2020年08月15日

HMのプロデューサー業

ヘビーメタル界にこの人ありと謳われたマーティンバーチが亡くなったそうです。
天才的な手腕でレインボーの初期3作とライブ1枚。ホワイトスネイクが全世界でブレイクするまでの全アルバム
ディオ時代のブラックサバス2枚。
そして何と言っても6人目のメンバーだとスティーヴが豪語していたアイアンメイデンのアルバム9枚。
日本ではプロデューサー稼業がいまいちはっきりしないのは、作曲家がプロデューサー的な場合が多く、イメージとして近いのはつんくあたりかもしれませんね。
特にスタジオで卓の前でフェーダーを動かしているエンジニアを想像しがちですが、もっと広義な意味で深くバンドにコミットするのがプロデューサーです。

AC/DCやデフレパードなどで有名なジョンマットランジ、クワイエットライオットで有名なスペンサープロファーはすぐにわかる個性がある音を作ってきます。
もちろん、PA卓でフェーダーをさわったりするようなこともするでしょうが、あの音を作るというか考える、ドンシャリの音で特徴的なシンバルの音を作ったり、そんな事が主だったりします。
マーティンバーチの場合は何とも湿ったサウンドと言うか、音の分離より雰囲気を大事にする感じかもしれません。
正直なところ、僕もプロデューサーが誰?と言うのを知ってはいましたが、言いながら頭の中ではエンジニアを考えていたと言いますか...

ああ、こういった雰囲気を出すのはプロデューサーなんだと気が付いたのはずいぶん後になってからでした

その中で、僕の選ぶマーティンバーチの素晴らしい仕事3種。

3枚とも共通して言えるのがいまいち音が良くない事です。
それが全体的な魅力を醸すものだと知ったのは本当にずいぶん後でしたね
このCome an' get itは曲も良いしプレイも良いし、絶頂期のWSです。
しかし、この後、空中分解してエイドリアンヴァンデンバーグやヴィヴィアンキャンベルらとスーパーグループを作り大ヒットするのですが、そのWSにこの当時の雰囲気は微塵もなく、もはや別のバンドと言っても差し支えない結果になってしまうのです。
雰囲気捨てて大ヒット取る斬り〜


こちらもリッチー、コージー、ロニーの3頭体制の末期の作品でありながら、ポップな方向と今までのヨーロッパのバンド的な雰囲気が混在するアルバム。やはり、この後から一気にポップ路線に変更するのと同時に、バンドはまるで違う雰囲気に進んで行きアメリカでもややウケするのです。

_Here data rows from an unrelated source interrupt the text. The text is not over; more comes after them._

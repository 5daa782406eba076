//! CLI commands for trunkflow
//!
//! - **init**: write trunkflow.toml and scaffold the story file
//! - **release**: start, stage, deploy and cherry-pick releases
//! - **story**: start, finish and inspect individual stories
//!
//! Everything except `init` receives the `&WorkflowContext` built in main.

pub mod init;
pub mod release;
pub mod story;

pub use init::run_init;
pub use release::{run_release_cherry_pick, run_release_deploy, run_release_stage, run_release_start};
pub use story::{run_story_changes, run_story_finish, run_story_start};
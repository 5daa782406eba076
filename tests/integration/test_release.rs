//! Tests for `release start`, `release stage` and `release deploy`

use crate::helpers::*;
use anyhow::Result;

/// A repo with one implemented story on trunk, pushed to origin
fn repo_with_story(state: &str) -> Result<TestRepo> {
  let repo = TestRepo::new()?;
  repo.write_stories(&[("S-1", state)])?;
  repo.commit_change("S-1", "I100", "Add invoice export")?;
  repo.push("develop")?;
  Ok(repo)
}

#[test]
fn test_release_start_cuts_branch_and_bumps_trunk() -> Result<()> {
  let repo = repo_with_story("implemented")?;

  let output = run_trunkflow(&repo.path, &["release", "start"])?;
  assert!(stdout(&output).contains("Release 1.0.0 started"));

  assert!(repo.remote_show("refs/heads/release", "Cargo.toml")?.contains(r#"version = "1.0.0-dev""#));
  assert!(repo.remote_show("refs/heads/develop", "Cargo.toml")?.contains(r#"version = "1.1.0-dev""#));
  assert!(repo.remote_subjects("refs/heads/release")?.contains(&"Add invoice export".to_string()));
  assert_eq!(repo.current_branch()?, "develop");
  assert_eq!(repo.rev_parse("develop")?, repo.remote_rev_parse("refs/heads/develop")?);

  // only one release can be in flight
  let second = trunkflow(&repo.path, &["release", "start"])?;
  assert_eq!(second.status.code(), Some(1));
  assert!(repo.remote_show("refs/heads/develop", "Cargo.toml")?.contains(r#"version = "1.1.0-dev""#));

  Ok(())
}

#[test]
fn test_release_start_refuses_unpushed_trunk() -> Result<()> {
  let repo = TestRepo::new()?;
  repo.write_stories(&[("S-1", "implemented")])?;
  repo.commit_change("S-1", "I100", "Add invoice export")?;

  let output = trunkflow(&repo.path, &["release", "start"])?;
  assert_eq!(output.status.code(), Some(1));
  assert!(!repo.has_ref("refs/heads/release"));
  assert!(!repo.remote_has_ref("refs/heads/release"));

  Ok(())
}

#[test]
fn test_release_stage_rolls_back_on_unfinished_story() -> Result<()> {
  let repo = repo_with_story("started")?;
  run_trunkflow(&repo.path, &["release", "start"])?;
  let release_sha = repo.rev_parse("refs/heads/release")?;

  let output = trunkflow(&repo.path, &["release", "stage"])?;
  assert_eq!(output.status.code(), Some(3));

  assert_eq!(repo.rev_parse("refs/heads/release")?, release_sha);
  assert!(!repo.has_ref("refs/heads/stage"));
  assert!(!repo.has_ref("refs/tags/v1.0.0"));
  assert!(!repo.remote_has_ref("refs/heads/stage"));
  assert!(repo.remote_has_ref("refs/heads/release"));
  assert_eq!(repo.story_state("S-1")?, "started");
  assert_eq!(repo.current_branch()?, "develop");

  Ok(())
}

#[test]
fn test_release_stage_and_deploy() -> Result<()> {
  let repo = repo_with_story("implemented")?;
  run_trunkflow(&repo.path, &["release", "start"])?;

  let output = run_trunkflow(&repo.path, &["release", "stage"])?;
  assert!(stdout(&output).contains("Release 1.0.0 staged"));

  assert!(repo.remote_has_ref("refs/heads/stage"));
  assert!(repo.remote_has_ref("refs/tags/v1.0.0"));
  assert!(!repo.remote_has_ref("refs/heads/release"));
  assert!(!repo.has_ref("refs/heads/release"));
  assert!(repo.remote_show("refs/heads/stage", "Cargo.toml")?.contains(r#"version = "1.0.0""#));
  assert_eq!(repo.story_state("S-1")?, "staged");
  assert_eq!(repo.current_branch()?, "develop");

  let output = run_trunkflow(&repo.path, &["release", "deploy"])?;
  assert!(stdout(&output).contains("Release 1.0.0 deployed"));

  assert_eq!(
    repo.remote_rev_parse("refs/heads/stable")?,
    repo.remote_rev_parse("refs/heads/stage")?
  );
  assert_eq!(repo.story_state("S-1")?, "released");

  Ok(())
}

#[test]
fn test_release_deploy_without_staged_release_fails() -> Result<()> {
  let repo = repo_with_story("implemented")?;

  let output = trunkflow(&repo.path, &["release", "deploy"])?;
  assert_eq!(output.status.code(), Some(1));
  assert_eq!(repo.story_state("S-1")?, "implemented");

  Ok(())
}

#[test]
fn test_release_stage_refuses_unpushed_release_commits() -> Result<()> {
  let repo = repo_with_story("implemented")?;
  run_trunkflow(&repo.path, &["release", "start"])?;

  git(&repo.path, &["checkout", "--quiet", "release"])?;
  std::fs::write(repo.path.join("hotfix.txt"), "hotfix\n")?;
  git(&repo.path, &["add", "hotfix.txt"])?;
  git(&repo.path, &["commit", "--quiet", "-m", "Local hotfix"])?;
  let local_release = repo.rev_parse("refs/heads/release")?;
  git(&repo.path, &["checkout", "--quiet", "develop"])?;

  let output = trunkflow(&repo.path, &["release", "stage"])?;
  assert_eq!(output.status.code(), Some(1));

  assert_eq!(repo.rev_parse("refs/heads/release")?, local_release);
  assert!(!repo.has_ref("refs/heads/stage"));
  assert!(!repo.remote_has_ref("refs/heads/stage"));
  assert_eq!(repo.story_state("S-1")?, "implemented");

  Ok(())
}

#[test]
fn test_release_stage_rolls_back_when_push_is_rejected() -> Result<()> {
  let repo = repo_with_story("implemented")?;
  run_trunkflow(&repo.path, &["release", "start"])?;
  let release_sha = repo.rev_parse("refs/heads/release")?;
  install_hook(&repo.remote, "pre-receive", REJECT_PUSH_HOOK)?;

  let output = trunkflow(&repo.path, &["release", "stage"])?;
  assert_eq!(output.status.code(), Some(2));

  // every local step is unwound
  assert_eq!(repo.rev_parse("refs/heads/release")?, release_sha);
  assert!(!repo.has_ref("refs/heads/stage"));
  assert!(!repo.has_ref("refs/tags/v1.0.0"));
  assert_eq!(repo.story_state("S-1")?, "implemented");
  assert_eq!(repo.current_branch()?, "develop");

  // and the remote never saw any of it
  assert_eq!(repo.remote_rev_parse("refs/heads/release")?, release_sha);
  assert!(!repo.remote_has_ref("refs/heads/stage"));
  assert!(!repo.remote_has_ref("refs/tags/v1.0.0"));

  Ok(())
}

#[test]
fn test_release_stage_keeps_pushed_state_when_switching_back_fails() -> Result<()> {
  let repo = repo_with_story("implemented")?;
  run_trunkflow(&repo.path, &["release", "start"])?;
  install_hook(
    &repo.path.join(".git"),
    "post-checkout",
    "#!/bin/sh\n[ \"$(git rev-parse --abbrev-ref HEAD)\" = develop ] && exit 1\nexit 0\n",
  )?;

  let output = trunkflow(&repo.path, &["release", "stage"])?;
  assert!(output.status.success());
  assert!(stdout(&output).contains("Could not switch back"));

  assert!(repo.remote_has_ref("refs/heads/stage"));
  assert!(repo.remote_has_ref("refs/tags/v1.0.0"));
  assert!(!repo.remote_has_ref("refs/heads/release"));
  assert!(repo.has_ref("refs/tags/v1.0.0"));
  assert!(!repo.has_ref("refs/heads/release"));
  assert_eq!(repo.story_state("S-1")?, "staged");

  Ok(())
}
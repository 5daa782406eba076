use crate::core::error::{ConfigError, FlowError, FlowResult, ResultExt};
use serde::{Deserialize, Serialize};
use std::fs;
use std::path::{Path, PathBuf};

/// Configuration for trunkflow
/// Searched in order: trunkflow.toml, .trunkflow.toml, .config/trunkflow.toml
#[derive(Debug, Clone, Default, Serialize, Deserialize, PartialEq, Eq)]
pub struct FlowConfig {
  #[serde(default)]
  pub branches: BranchConfig,
  #[serde(default)]
  pub version: VersionConfig,
  #[serde(default)]
  pub tracker: TrackerConfig,
  #[serde(default)]
  pub code_review: CodeReviewConfig,
}

/// Names of the long-lived branches and the remote they track
#[derive(Debug, Clone, Serialize, Deserialize, PartialEq, Eq)]
pub struct BranchConfig {
  #[serde(default = "default_trunk")]
  pub trunk: String,
  #[serde(default = "default_release")]
  pub release: String,
  #[serde(default = "default_staging")]
  pub staging: String,
  #[serde(default = "default_stable")]
  pub stable: String,
  #[serde(default = "default_remote")]
  pub remote: String,
  /// Prefix for story branches created by `story start`
  #[serde(default = "default_story_prefix")]
  pub story_prefix: String,
}

fn default_trunk() -> String {
  "develop".to_string()
}

fn default_release() -> String {
  "release".to_string()
}

fn default_staging() -> String {
  "stage".to_string()
}

fn default_stable() -> String {
  "stable".to_string()
}

fn default_remote() -> String {
  "origin".to_string()
}

fn default_story_prefix() -> String {
  "story/".to_string()
}

impl Default for BranchConfig {
  fn default() -> Self {
    Self {
      trunk: default_trunk(),
      release: default_release(),
      staging: default_staging(),
      stable: default_stable(),
      remote: default_remote(),
      story_prefix: default_story_prefix(),
    }
  }
}

impl BranchConfig {
  /// `<remote>/<branch>`
  pub fn upstream(&self, branch: &str) -> String {
    format!("{}/{}", self.remote, branch)
  }

  /// Refs consulted by source attribution, in priority order
  pub fn source_priority(&self) -> Vec<String> {
    vec![
      self.trunk.clone(),
      self.upstream(&self.trunk),
      self.release.clone(),
      self.upstream(&self.release),
    ]
  }

  /// Refs that count as trunk lineage
  pub fn trunk_refs(&self) -> Vec<String> {
    vec![self.trunk.clone(), self.upstream(&self.trunk)]
  }

  fn validate(&self) -> FlowResult<()> {
    let named = [
      ("branches.trunk", &self.trunk),
      ("branches.release", &self.release),
      ("branches.staging", &self.staging),
      ("branches.stable", &self.stable),
      ("branches.remote", &self.remote),
    ];
    for (field, value) in named {
      if value.trim().is_empty() || value.contains(char::is_whitespace) {
        return Err(FlowError::Config(ConfigError::InvalidField {
          field: field.to_string(),
          reason: format!("'{}' is not a valid ref name", value),
        }));
      }
    }

    let mut seen = std::collections::HashSet::new();
    for (field, value) in named.iter().take(4) {
      if !seen.insert(value.as_str()) {
        return Err(FlowError::Config(ConfigError::InvalidField {
          field: field.to_string(),
          reason: format!("branch '{}' is used for more than one role", value),
        }));
      }
    }
    Ok(())
  }
}

/// Where the project version lives
///
/// # Example
///
/// ```toml
/// [version]
/// file = "Cargo.toml"
/// key = "package.version"
/// ```
#[derive(Debug, Clone, Serialize, Deserialize, PartialEq, Eq)]
pub struct VersionConfig {
  /// TOML file holding the version, relative to the repository root
  #[serde(default = "default_version_file")]
  pub file: PathBuf,
  /// Dotted key path of the version inside the file
  #[serde(default = "default_version_key")]
  pub key: String,
}

fn default_version_file() -> PathBuf {
  PathBuf::from("Cargo.toml")
}

fn default_version_key() -> String {
  "package.version".to_string()
}

impl Default for VersionConfig {
  fn default() -> Self {
    Self {
      file: default_version_file(),
      key: default_version_key(),
    }
  }
}

impl VersionConfig {
  pub fn key_path(&self) -> Vec<&str> {
    self.key.split('.').filter(|s| !s.is_empty()).collect()
  }
}

#[derive(Debug, Clone, Default, Serialize, Deserialize, PartialEq, Eq)]
#[serde(rename_all = "lowercase")]
pub enum TrackerKind {
  /// Stories kept in a TOML file inside the repository
  #[default]
  File,
}

#[derive(Debug, Clone, Serialize, Deserialize, PartialEq, Eq)]
pub struct TrackerConfig {
  #[serde(default)]
  pub kind: TrackerKind,
  #[serde(default = "default_tracker_path")]
  pub path: PathBuf,
}

fn default_tracker_path() -> PathBuf {
  PathBuf::from(".trunkflow/stories.toml")
}

impl Default for TrackerConfig {
  fn default() -> Self {
    Self {
      kind: TrackerKind::default(),
      path: default_tracker_path(),
    }
  }
}

#[derive(Debug, Clone, Default, Serialize, Deserialize, PartialEq, Eq)]
#[serde(rename_all = "lowercase")]
pub enum CodeReviewKind {
  /// Releases are not tracked by any review tool
  #[default]
  None,
  /// Finalised releases recorded in a TOML file
  File,
}

#[derive(Debug, Clone, Serialize, Deserialize, PartialEq, Eq)]
pub struct CodeReviewConfig {
  #[serde(default)]
  pub kind: CodeReviewKind,
  #[serde(default = "default_review_path")]
  pub path: PathBuf,
}

fn default_review_path() -> PathBuf {
  PathBuf::from(".trunkflow/reviews.toml")
}

impl Default for CodeReviewConfig {
  fn default() -> Self {
    Self {
      kind: CodeReviewKind::default(),
      path: default_review_path(),
    }
  }
}

impl FlowConfig {
  /// Find config file in search order: trunkflow.toml, .trunkflow.toml, .config/trunkflow.toml
  pub fn find_config_path(path: &Path) -> Option<PathBuf> {
    let candidates = [
      path.join("trunkflow.toml"),
      path.join(".trunkflow.toml"),
      path.join(".config").join("trunkflow.toml"),
    ];

    candidates.into_iter().find(|p| p.exists())
  }

  /// Load config from trunkflow.toml (searches multiple locations)
  pub fn load(path: &Path) -> FlowResult<Self> {
    let config_path = Self::find_config_path(path).ok_or_else(|| {
      FlowError::Config(ConfigError::NotFound {
        repo_root: path.to_path_buf(),
      })
    })?;

    let content = fs::read_to_string(&config_path)
      .with_context(|| format!("Failed to read config from {}", config_path.display()))?;
    let config = Self::from_toml(&content).with_context(|| format!("Invalid config in {}", config_path.display()))?;

    tracing::debug!(path = %config_path.display(), "loaded configuration");
    Ok(config)
  }

  pub fn from_toml(content: &str) -> FlowResult<Self> {
    let config: FlowConfig = toml_edit::de::from_str(content)?;
    config.branches.validate()?;
    if config.version.key_path().is_empty() {
      return Err(FlowError::Config(ConfigError::InvalidField {
        field: "version.key".to_string(),
        reason: "key path is empty".to_string(),
      }));
    }
    Ok(config)
  }

  /// Save config to trunkflow.toml (default location)
  pub fn save(&self, path: &Path) -> FlowResult<PathBuf> {
    let config_path = path.join("trunkflow.toml");
    let content = toml_edit::ser::to_string_pretty(self).context("Failed to serialize config to TOML")?;
    fs::write(&config_path, content).with_context(|| format!("Failed to write config to {}", config_path.display()))?;
    Ok(config_path)
  }

  /// Check if config exists at the given path
  pub fn exists(path: &Path) -> bool {
    Self::find_config_path(path).is_some()
  }
}

#[cfg(test)]
mod tests {
  use super::*;

  #[test]
  fn test_empty_config_uses_defaults() {
    let config = FlowConfig::from_toml("").unwrap();
    assert_eq!(config, FlowConfig::default());
    assert_eq!(config.branches.trunk, "develop");
    assert_eq!(config.branches.upstream("release"), "origin/release");
    assert_eq!(config.version.key_path(), vec!["package", "version"]);
  }

  #[test]
  fn test_partial_branch_section() {
    let config = FlowConfig::from_toml(
      r#"
[branches]
trunk = "main"
remote = "upstream"
"#,
    )
    .unwrap();
    assert_eq!(config.branches.trunk, "main");
    assert_eq!(config.branches.staging, "stage");
    assert_eq!(
      config.branches.source_priority(),
      vec!["main", "upstream/main", "release", "upstream/release"]
    );
  }

  #[test]
  fn test_duplicate_branch_roles_rejected() {
    let result = FlowConfig::from_toml(
      r#"
[branches]
trunk = "main"
stable = "main"
"#,
    );
    assert!(matches!(result, Err(FlowError::Config(ConfigError::InvalidField { .. }))));
  }

  #[test]
  fn test_empty_version_key_rejected() {
    assert!(FlowConfig::from_toml("[version]\nkey = \"\"\n").is_err());
  }

  #[test]
  fn test_save_and_load_round_trip() {
    let dir = tempfile::tempdir().unwrap();
    let mut config = FlowConfig::default();
    config.code_review.kind = CodeReviewKind::File;
    config.save(dir.path()).unwrap();

    assert!(FlowConfig::exists(dir.path()));
    assert_eq!(FlowConfig::load(dir.path()).unwrap(), config);
  }

  #[test]
  fn test_missing_config() {
    let dir = tempfile::tempdir().unwrap();
    assert!(matches!(
      FlowConfig::load(dir.path()),
      Err(FlowError::Config(ConfigError::NotFound { .. }))
    ));
  }
}
mod action;
mod changes;
mod commands;
mod commits;
mod core;
mod release;
mod review;
mod story;
mod tracker;
mod ui;

use clap::{Parser, Subcommand};
use core::context::WorkflowContext;
use core::error::{FlowError, print_error};

/// Trunk-based release workflows that keep git and the issue tracker in step
#[derive(Parser)]
#[command(name = "trunkflow")]
#[command(version, about, long_about = None)]
#[command(propagate_version = true)]
#[command(styles = get_styles())]
struct Cli {
  /// Show debug logs on stderr (RUST_LOG overrides)
  #[arg(short, long, global = true)]
  verbose: bool,

  #[command(subcommand)]
  command: Commands,
}

#[derive(Subcommand)]
enum Commands {
  /// Write trunkflow.toml and scaffold the story file
  Init {
    /// Overwrite an existing configuration without asking
    #[arg(short, long)]
    force: bool,
  },

  /// Move releases from trunk through staging to stable
  #[command(subcommand)]
  Release(ReleaseCommands),

  /// Work on individual stories
  #[command(subcommand)]
  Story(StoryCommands),
}

#[derive(Subcommand)]
enum ReleaseCommands {
  /// Cut the release branch from trunk and bump trunk to the next version
  Start,

  /// Promote the release branch to staging, tag it and stage its stories
  Stage,

  /// Point stable at the staged release and mark its stories released
  Deploy,

  /// Cherry-pick stories that landed on trunk onto the release branch
  CherryPick {
    /// Story ids to bring over
    #[arg(required = true)]
    stories: Vec<String>,
    /// Show the plan without changing anything
    #[arg(long)]
    dry_run: bool,
  },
}

#[derive(Subcommand)]
enum StoryCommands {
  /// Create the story branch from trunk and mark the story started
  Start {
    /// Story id
    id: String,
  },

  /// Mark a started story implemented
  Finish {
    /// Story id
    id: String,
  },

  /// List a story's changes and whether the release branch has them
  Changes {
    /// Story ids
    #[arg(required = true)]
    stories: Vec<String>,
    /// Output results in JSON format
    #[arg(long)]
    json: bool,
  },
}

fn get_styles() -> clap::builder::Styles {
  clap::builder::Styles::styled()
    .usage(
      anstyle::Style::new()
        .bold()
        .underline()
        .fg_color(Some(anstyle::Color::Ansi(anstyle::AnsiColor::Yellow))),
    )
    .header(
      anstyle::Style::new()
        .bold()
        .underline()
        .fg_color(Some(anstyle::Color::Ansi(anstyle::AnsiColor::Yellow))),
    )
    .literal(anstyle::Style::new().fg_color(Some(anstyle::Color::Ansi(anstyle::AnsiColor::Green))))
    .invalid(
      anstyle::Style::new()
        .bold()
        .fg_color(Some(anstyle::Color::Ansi(anstyle::AnsiColor::Red))),
    )
    .error(
      anstyle::Style::new()
        .bold()
        .fg_color(Some(anstyle::Color::Ansi(anstyle::AnsiColor::Red))),
    )
    .valid(
      anstyle::Style::new()
        .bold()
        .underline()
        .fg_color(Some(anstyle::Color::Ansi(anstyle::AnsiColor::Green))),
    )
    .placeholder(anstyle::Style::new().fg_color(Some(anstyle::Color::Ansi(anstyle::AnsiColor::White))))
}

fn main() {
  let cli = Cli::parse();
  core::logging::init_logging(cli.verbose);

  // init runs before trunkflow.toml exists
  if let Commands::Init { force } = cli.command {
    if let Err(err) = commands::run_init(force) {
      handle_error(err);
    }
    return;
  }

  let repo_root = match std::env::current_dir() {
    Ok(dir) => dir,
    Err(e) => {
      eprintln!("Error: Failed to get current directory: {}", e);
      std::process::exit(1);
    }
  };

  // Build the context once: repository, git handle, configuration
  let ctx = match WorkflowContext::build(&repo_root) {
    Ok(ctx) => ctx,
    Err(e) => handle_error(e),
  };

  let result = match cli.command {
    Commands::Init { .. } => Ok(()),

    Commands::Release(release_cmd) => match release_cmd {
      ReleaseCommands::Start => commands::run_release_start(&ctx),
      ReleaseCommands::Stage => commands::run_release_stage(&ctx),
      ReleaseCommands::Deploy => commands::run_release_deploy(&ctx),
      ReleaseCommands::CherryPick { stories, dry_run } => commands::run_release_cherry_pick(&ctx, stories, dry_run),
    },

    Commands::Story(story_cmd) => match story_cmd {
      StoryCommands::Start { id } => commands::run_story_start(&ctx, id),
      StoryCommands::Finish { id } => commands::run_story_finish(&ctx, id),
      StoryCommands::Changes { stories, json } => commands::run_story_changes(&ctx, stories, json),
    },
  };

  if let Err(err) = result {
    handle_error(err);
  }
}

fn handle_error(err: FlowError) -> ! {
  tracing::debug!(error = ?err, "command failed");
  print_error(&err);
  std::process::exit(err.exit_code().as_i32());
}
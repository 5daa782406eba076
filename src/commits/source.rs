//! Source attribution
//!
//! `git log --source` reports whichever ref the walk happened to reach a
//! commit through, which depends on argument order. Workflows need a stable
//! answer, so every commit is re-attributed to the first ref of a fixed
//! priority list (trunk, trunk upstream, release, release upstream) that can
//! reach it.

use super::Commit;
use crate::core::config::BranchConfig;
use crate::core::error::FlowResult;
use crate::core::vcs::SystemGit;
use std::collections::HashSet;

/// Reachable SHA sets for refs in priority order
pub struct SourceIndex {
  refs: Vec<(String, HashSet<String>)>,
}

impl SourceIndex {
  pub fn new(refs: Vec<(String, HashSet<String>)>) -> Self {
    Self { refs }
  }

  /// Query git for each ref of the configured priority list.
  ///
  /// Refs that do not exist are skipped, so a missing release branch never
  /// attributes anything.
  pub fn load(git: &SystemGit, branches: &BranchConfig) -> FlowResult<Self> {
    let mut refs = Vec::new();
    for name in branches.source_priority() {
      if !git.ref_exists(&name)? {
        tracing::debug!(reference = %name, "skipping missing ref during source attribution");
        continue;
      }
      let reachable = git.reachable_shas(&name)?;
      refs.push((name, reachable));
    }
    Ok(Self::new(refs))
  }

  /// First ref in priority order that reaches `sha`
  pub fn source_of(&self, sha: &str) -> Option<&str> {
    self
      .refs
      .iter()
      .find(|(_, reachable)| reachable.contains(sha))
      .map(|(name, _)| name.as_str())
  }

  /// Overwrite each commit's source; commits no ref reaches keep theirs
  pub fn attribute(&self, commits: &mut [Commit]) {
    for commit in commits.iter_mut() {
      match self.source_of(&commit.sha) {
        Some(name) => commit.source = name.to_string(),
        None => tracing::debug!(
          sha = commit.short_sha(),
          source = %commit.source,
          "commit not reachable from any tracked ref, keeping log source"
        ),
      }
    }
  }
}
//! `release start`: cut a release branch from trunk
//!
//! The release branch keeps trunk's `X.Y.Z-dev` version; trunk moves on to
//! `X.(Y+1).0-dev`.

use super::{branch_refspec, return_to, stories, version};
use crate::action::{ActionChain, GitAction, GitUndo, ReportAction};
use crate::core::context::WorkflowContext;
use crate::core::error::{FlowError, FlowResult};
use crate::tracker::StoryState;

pub fn run(ctx: &WorkflowContext) -> FlowResult<()> {
  let branches = ctx.branches();
  let git = &ctx.git;

  println!("🚀 Starting a release from '{}'", branches.trunk);

  let (original, release_version) = ActionChain::run(|chain| {
    let original = ctx.begin(chain)?;
    ctx.fetch()?;

    let trunk = git.branch_ref(&branches.trunk, &branches.remote)?;
    if !trunk.is_synchronized() {
      return Err(FlowError::with_help(
        format!(
          "Trunk '{}' is not in sync with '{}' ({:?})",
          trunk.local_name,
          trunk.remote_ref(),
          trunk.status()
        ),
        format!("Pull or push '{}' so both sides point at the same commit.", branches.trunk),
      ));
    }
    let trunk_head = trunk.local_hash.clone().unwrap_or_default();

    let release = git.branch_ref(&branches.release, &branches.remote)?;
    if release.exists() {
      return Err(FlowError::with_help(
        format!("Release branch '{}' already exists", branches.release),
        "Stage or delete the current release before starting a new one.",
      ));
    }

    let current = version::version_at(git, &ctx.config.version, &branches.trunk)?;
    let release_version = version::release_version(&current);
    println!("   Version on trunk: {}", current);

    git.create_branch_at(&branches.release, &branches.trunk)?;
    chain.push_task(
      format!("create branch {}", branches.release),
      GitAction::new(git, GitUndo::DeleteBranch {
        name: branches.release.clone(),
      }),
    );
    println!("   🌿 Created '{}' for release {}", branches.release, release_version);

    let range = stories::range(git, &branches.upstream(&branches.stable), &branches.trunk)?;
    let tracker = ctx.tracker();
    let (ids, found) = stories::stories_in_range(git, tracker.as_ref(), &range)?;
    println!("   {} story(ies) in this release", ids.len());
    stories::print_stories(&found);
    for id in &ids {
      match found.iter().find(|s| s.readable_id() == id.as_str()) {
        Some(story) if story.state() >= StoryState::Implemented => {}
        Some(story) => {
          tracing::warn!(story = %id, state = %story.state(), "story is not implemented yet");
          println!("   ⚠️  {} is still {}", id, story.state());
        }
        None => {
          tracing::warn!(story = %id, "story is unknown to the issue tracker");
          println!("   ⚠️  {} is unknown to the issue tracker", id);
        }
      }
    }

    git.checkout(&branches.trunk)?;
    let next = version::next_dev_version(&current);
    version::commit_version(git, &ctx.config.version, &next)?;
    chain.push_task(
      format!("bump {} to {}", branches.trunk, next),
      GitAction::new(git, GitUndo::ResetBranch {
        name: branches.trunk.clone(),
        previous_sha: trunk_head,
      }),
    );
    println!("   🔖 Bumped '{}' to {}", branches.trunk, next);

    git.push(
      &branches.remote,
      &[branch_refspec(&branches.trunk), branch_refspec(&branches.release)],
      true,
    )?;
    chain.push(ReportAction::new(format!(
      "'{}' and '{}' were already pushed to '{}'; reset them there by hand",
      branches.trunk, branches.release, branches.remote
    )));

    Ok((original, release_version))
  })?;

  return_to(ctx, &original);
  println!();
  println!("✅ Release {} started", release_version);
  Ok(())
}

そしてアイアンメイデンの2nd。曲も雰囲気もこれぞNWOBHMと言う名盤です。1stの頃を考えるとバンドの進むべき道を作った立役者かと思います。この後の3rd、4thとブレずに進化したあたり、プロデューサーの手腕ではないかと思います。


例えば、AC/DCの場合、どうしてかは知りませんが、Highway to hellからジョンマットランジがプロデューサーになってから、


Back in blackも


For those about to rockまで


売れまくるなんてもんじゃなくて、世界人口の何十パーセントは持っているくらい売りまくったのですが、その後作ったFlick of the Switch 以降はそれまでに比べるとむちゃくちゃ低迷します。

ってことは? やはりプロデューサーの手腕によるところが大きいのかなあ? なんて思ったりします。
最近、メタル界でも多くの方が亡くなったりしていますが、時代を支えた裏方?の方が亡くなるのも心痛い限りなのです。

posted by admin at 23:42| Comment(2) | TrackBack(0) | ヘビーメタル
この記事へのコメント
アルバムプロデューサーはトータルでのプロダクトコンダクターと解釈しています。
レコーディングアーティストと言っても良いかもしれません。
マーティンバーチ、好きなプロデューサーです。
RIP
Posted by Nobu at 2020年09月07日 01:00
これぞNWOBHな音を作る人でしたね。
なんだかプロデューサーって、エンジニアがやっている事を創造してしまうのですが、もっと大きな存在なんですね。
マックスノーマン、クリスサンガライズ、ディーターダークス、スペンサープロファー、ジョンマットランジ、そしてマーティンバーチ。

あの頃は個性のある人が多かったですね。